* **TASK STATEMENT**:
The required response is the number of lines in the entries that include the word "resolved", with nothing added.

* **PROVIDED RECORDS**:
// Copyright 2019-2026 Maravilla Labs, operated by SOLUTAS GmbH, Switzerland
// SPDX-License-Identifier: Apache-2.0
// SPDX-License-Identifier: MIT

//! The turbx engine handle.
//!
//! This module provides the [`Engine`] type that owns everything shared
//! between renders: the resolver, the file cache, the option store and the
//! function registry.
//!
//! # Quick Start
//!
//! ```rust,ignore
//! use turbx::{Engine, FileSystemResolver};
//!
//! let engine = Engine::with_memory_cache(FileSystemResolver::new(), 1024);
//! engine.set_option("root", "./views");
//!
//! let html = engine.compile_json("index", serde_json::json!({ "name": "World" }))?;
//! ```
//!
//! # Pipeline
//!
//! Pre-compiling a file runs the source-to-source passes once and caches
//! the result under the file's key:
//!
//! 1. encoding escape and string extraction
//! 2. script sink
//! 3. tag normalization
//! 4. hole preservation
//! 5. optional markdown pass
//! 6. static pre-functions (`lorem`, `youtube`)
//!
//! When a request carries constant data (a `const` map or `$`-prefixed
//! keys), the record is additionally folded against it and cached under the
//! `.pre` twin key. Compile renders the best available record.

use crate::cache::{fingerprint, pre_key, Cache, MemoryCache, TemplateFile};
use crate::compiler::{self, Env, FileSource, SourceKind};
use crate::error::Result;
use crate::extensions::{FunctionContext, FunctionRegistry, OEmbedProvider, TagFunction};
use crate::holes;
use crate::lexer::{decode_strings, encode_escapes, extract, Decode};
use crate::markdown;
use crate::options::{self, EngineOptions};
use crate::resolver::ResourceResolver;
use crate::script::{sink, AssetHooks, NoopHooks};
use crate::tags::normalize;
use crate::value::{scope_from_json, Scope, Value};
use std::collections::HashMap;
use std::sync::{Arc, RwLock};

/// Main turbx engine.
///
/// The engine is generic over the resource resolver type `R`, allowing
/// different template loading strategies (filesystem, memory, ...).
///
/// # Examples
///
/// ```rust,ignore
/// use turbx::{Engine, MemoryResourceResolver, MemoryCache};
///
/// let resolver = MemoryResourceResolver::new();
/// resolver.add_template("hello.xhtml", "<h1>Hello, {{name}}!</h1>");
///
/// let engine = Engine::new(resolver, Box::new(MemoryCache::new(100)));
/// ```
pub struct Engine<R: ResourceResolver> {
    resolver: R,
    cache: Box<dyn Cache>,
    options: RwLock<HashMap<String, String>>,
    functions: FunctionRegistry,
    hooks: Box<dyn AssetHooks>,
    oembed: Option<Box<dyn OEmbedProvider>>,
}

impl<R: ResourceResolver + std::fmt::Debug> std::fmt::Debug for Engine<R> {
    fn fmt(&self, f: &mut std::fmt::Formatter<'_>) -> std::fmt::Result {
        f.debug_struct("Engine")
            .field("resolver", &self.resolver)
            .field("cache", &self.cache)
            .field("functions", &self.functions)
            .finish_non_exhaustive()
    }
}

/// Collects the constant scope of a request: the `const` map and every
/// `$`-prefixed key.
pub fn constant_scope(scope: &Scope) -> Scope {
    let mut constants = Scope::new();
    if let Some(Value::Map(map)) = scope.get("const") {
        constants.extend(map.iter().map(|(k, v)| (k.clone(), v.clone())));
    }
    constants.extend(
        scope
            .iter()
            .filter(|(k, _)| k.starts_with('$'))
            .map(|(k, v)| (k.clone(), v.clone())),
    );
    constants
}

impl<R: ResourceResolver> Engine<R> {
    /// Creates a new engine with the given resolver and cache.
    pub fn new(resolver: R, cache: Box<dyn Cache>) -> Self {
        Self {
            resolver,
            cache,
            options: RwLock::new(HashMap::new()),
            functions: FunctionRegistry::new(),
            hooks: Box::new(NoopHooks),
            oembed: None,
        }
    }

    /// Creates a new engine with an in-memory LRU cache.
    ///
    /// # Examples
    ///
    /// ```rust,ignore
    /// let engine = Engine::with_memory_cache(FileSystemResolver::new(), 1024);
    /// ```
    pub fn with_memory_cache(resolver: R, capacity: usize) -> Self {
        Self::new(resolver, Box::new(MemoryCache::new(capacity)))
    }

    /// Returns a reference to the resolver used by this engine.
    pub fn resolver(&self) -> &R {
        &self.resolver
    }

    /// Sets an engine option.
    ///
    /// `cache` changes the TTL of records stored from now on. Changing `root`
    /// or `ext` drops every cached record.
    pub fn set_option(&self, key: &str, value: &str) {
        let key = key.trim();
        let value = value.trim();
        if key == options::CACHE {
            match options::parse_ttl(value) {
                Some(ttl) => self.cache.set_ttl(ttl),
                None => tracing::warn!("Ignoring invalid cache TTL '{}'", value),
            }
        }
        let previous = match self.options.write() {
            Ok(mut options) => options.insert(key.to_string(), value.to_string()),
            Err(_) => {
                tracing::warn!("Option store is poisoned; '{}' not set", key);
                return;
            }
        };
        if matches!(key, options::ROOT | options::EXT | options::MARKDOWN)
            && previous.as_deref() != Some(value)
        {
            if let Err(e) = self.cache.clear() {
                tracing::warn!("Failed to clear cache: {}", e);
            }
        }
        tracing::debug!("Option {} = {}", key, value);
    }

    /// Returns the raw value of an option.
    pub fn option(&self, key: &str) -> Option<String> {
        self.options.read().ok()?.get(key).cloned()
    }

    /// Takes a typed snapshot of the options.
    pub fn options(&self) -> EngineOptions {
        match self.options.read() {
            Ok(map) => EngineOptions::from_map(&map),
            Err(_) => EngineOptions::default(),
        }
    }

    /// Replaces the script and style hooks.
    pub fn set_hooks(&mut self, hooks: impl AssetHooks + 'static) {
        self.hooks = Box::new(hooks);
    }

    /// Sets the oEmbed provider used by `<_youtube>`. Without one, embeds are
    /// rendered as client-side placeholders.
    pub fn set_oembed(&mut self, provider: impl OEmbedProvider + 'static) {
        self.oembed = Some(Box::new(provider));
    }

    /// Registers a user tag function.
    ///
    /// # Errors
    ///
    /// Fails for the reserved names `if`, `elif`, `else` and `each`.
    ///
    /// # Examples
    ///
    /// ```rust,ignore
    /// engine.register_function("upper", |ctx: &FunctionContext<'_>| {
    ///     ctx.value("0").into_value().to_string().to_uppercase()
    /// })?;
    /// ```
    pub fn register_function<F>(&self, name: &str, function: F) -> Result<()>
    where
        F: Fn(&FunctionContext<'_>) -> String + Send + Sync + 'static,
    {
        self.functions.register(name, Arc::new(function))
    }

    /// Registers a user tag function implementing [`TagFunction`] directly,
    /// which allows it to be pre-aware.
    pub fn register_tag_function(&self, name: &str, function: Arc<dyn TagFunction>) -> Result<()> {
        self.functions.register(name, function)
    }

    /// Normalizes a template path into its cache key: forward slashes, no
    /// leading slash, no extension.
    pub fn cache_key(&self, path: &str) -> String {
        key_for(path, &self.options().ext)
    }

    fn env<'a>(&'a self, assets: &'a str) -> Env<'a> {
        Env {
            source: self,
            functions: &self.functions,
            hooks: &*self.hooks,
            oembed: self.oembed.as_deref(),
            assets,
        }
    }

    fn build(&self, key: &str, source: &str, opts: &EngineOptions) -> TemplateFile {
        let encoded = encode_escapes(source);
        let (text, strings) = extract(&encoded);
        let (text, scripts) = sink(&text, &strings);
        let normalized = normalize(&text, &strings);
        let mut html = holes::preserve(&normalized.html, &strings);
        if opts.markdown {
            html = markdown::render(&html);
        }
        let html = decode_strings(&html, &strings, Decode::Requote);
        let html = compiler::expand_static_functions(self.env(&opts.assets), &html, &normalized.attrs, &strings);

        let mut file = TemplateFile::new(key, html, normalized.attrs, strings, scripts);
        file.fingerprint = fingerprint(source);
        file
    }

    /// Pre-compiles a template and caches its intermediate form.
    ///
    /// # Errors
    ///
    /// Returns [`TurbxError::NotFound`](crate::TurbxError::NotFound) or
    /// [`TurbxError::PathLeak`](crate::TurbxError::PathLeak) when the file
    /// cannot be located, and I/O errors from reading it.
    pub fn precompile(&self, path: &str) -> Result<Arc<TemplateFile>> {
        let opts = self.options();
        let key = key_for(path, &opts.ext);
        if let Some(file) = self.cache.get(&key)? {
            return Ok(file);
        }
        let name = format!("{}.{}", key, opts.ext);
        let resolved = self.resolver.resolve(&opts.root, &name)?;
        let file = Arc::new(self.build(&key, &resolved.source, &opts));
        tracing::debug!("Pre-compiled {} ({} attribute sets)", key, file.attrs.len());
        self.cache.set(&key, file.clone())?;
        Ok(file)
    }

    /// Returns true when the intermediate form of `path` is cached.
    pub fn has_precompiled(&self, path: &str) -> bool {
        self.cache.contains_key(&self.cache_key(path))
    }

    /// Folds a record against constant data, reusing the cached `.pre` twin
    /// while neither the source nor the constants changed.
    fn folded(&self, base: &Arc<TemplateFile>, constants: &Scope, opts: &EngineOptions) -> Result<Arc<TemplateFile>> {
        let key = pre_key(&base.path);
        let constants_json = serde_json::to_string(constants)?;
        let fp = fingerprint(&format!("{}{}", base.fingerprint, constants_json));
        if let Some(file) = self.cache.get(&key)? {
            if file.fingerprint == fp {
                return Ok(file);
            }
        }
        let (html, attrs) = compiler::fold(self.env(&opts.assets), base, constants);
        let file = Arc::new(TemplateFile {
            path: base.path.clone(),
            html,
            attrs,
            strings: base.strings.clone(),
            scripts: base.scripts.clone(),
            fingerprint: fp,
        });
        self.cache.set(&key, file.clone())?;
        Ok(file)
    }

    /// Compiles a template against a scope.
    ///
    /// The layout comes from the scope's `template` entry, else from the
    /// `template` option. Entries of the scope's `const` map are visible as
    /// top-level names.
    ///
    /// # Errors
    ///
    /// Fails when the page itself cannot be loaded. Missing components and
    /// layouts render empty.
    pub fn compile(&self, path: &str, scope: &Scope) -> Result<String> {
        let opts = self.options();
        let base = self.precompile(path)?;
        let constants = constant_scope(scope);
        let file = if constants.is_empty() {
            base
        } else {
            self.folded(&base, &constants, &opts)?
        };
        let mut scope = scope.clone();
        let shared = scope.get("const").cloned();
        if let Some(Value::Map(map)) = shared {
            scope.extend(map);
        }
        Ok(self.render_with(&file, &scope, &opts))
    }

    /// Compiles a template against a JSON object.
    pub fn compile_json(&self, path: &str, data: serde_json::Value) -> Result<String> {
        self.compile(path, &scope_from_json(data))
    }

    /// Renders an already pre-compiled record.
    pub fn render(&self, file: &TemplateFile, scope: &Scope) -> String {
        self.render_with(file, scope, &self.options())
    }

    fn render_with(&self, file: &TemplateFile, scope: &Scope, opts: &EngineOptions) -> String {
        let layout = match scope.get(options::TEMPLATE) {
            Some(Value::Str(name)) => Some(name.clone()),
            _ => opts.template.clone(),
        };
        compiler::compile(self.env(&opts.assets), file, scope, layout.as_deref())
    }

    /// Evicts a template and its `.pre` twin.
    pub fn invalidate(&self, path: &str) -> Result<()> {
        let key = self.cache_key(path);
        tracing::debug!("Invalidating {}", key);
        self.cache.remove(&key)?;
        self.cache.remove(&pre_key(&key))
    }

    /// Clears every cached record.
    pub fn clear_cache(&self) -> Result<()> {
        self.cache.clear()
    }
}

/// Normalizes `path` into a cache key for extension `ext`.
pub fn key_for(path: &str, ext: &str) -> String {
    let path = path.trim().replace('\\', "/");
    let path = path.trim_start_matches('/');
    let suffix = format!(".{}", ext);
    path.strip_suffix(&suffix).unwrap_or(path).to_string()
}

impl<R: ResourceResolver> FileSource for Engine<R> {
    fn load(&self, kind: SourceKind, name: &str) -> Option<Arc<TemplateFile>> {
        let candidates = match kind {
            SourceKind::Component => {
                let name = name.replace('.', "/");
                let components = self.options().components;
                if components.is_empty() {
                    vec![name]
                } else {
                    vec![format!("{}/{}", components, name), name]
                }
            }
            SourceKind::Import | SourceKind::Layout => vec![name.to_string()],
        };
        for candidate in candidates {
            match self.precompile(&candidate) {
                Ok(file) => return Some(file),
                Err(e) if e.is_not_found() => continue,
                Err(e) => {
                    tracing::warn!("Failed to load {:?} {}: {}", kind, candidate, e);
                    return None;
                }
            }
        }
        None
    }
}

#[cfg(test)]
mod tests {
    use super::*;
    use crate::MemoryResourceResolver;

    #[test]
    fn test_key_for() {
        assert_eq!(key_for("/pages/index.xhtml", "xhtml"), "pages/index");
        assert_eq!(key_for("pages\\about", "xhtml"), "pages/about");
        assert_eq!(key_for(" index.html ", "xhtml"), "index.html");
    }

    #[test]
    fn test_constant_scope() {
        let scope = scope_from_json(serde_json::json!({
            "const": {"site": "x"},
            "$lang": "en",
            "user": "ada"
        }));
        let constants = constant_scope(&scope);
        assert_eq!(constants.len(), 2);
        assert_eq!(constants.get("site"), Some(&Value::from("x")));
        assert_eq!(constants.get("$lang"), Some(&Value::from("en")));
    }

    #[test]
    fn test_options_round_trip() {
        let engine = Engine::with_memory_cache(MemoryResourceResolver::new(), 8);
        engine.set_option("ext", "html");
        engine.set_option("template", "layout");
        assert_eq!(engine.option("ext").as_deref(), Some("html"));
        let options = engine.options();
        assert_eq!(options.ext, "html");
        assert_eq!(options.template.as_deref(), Some("layout"));
        assert_eq!(engine.cache_key("a/b.html"), "a/b");
    }
}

* **OUTPUT OF THE TASK**:
2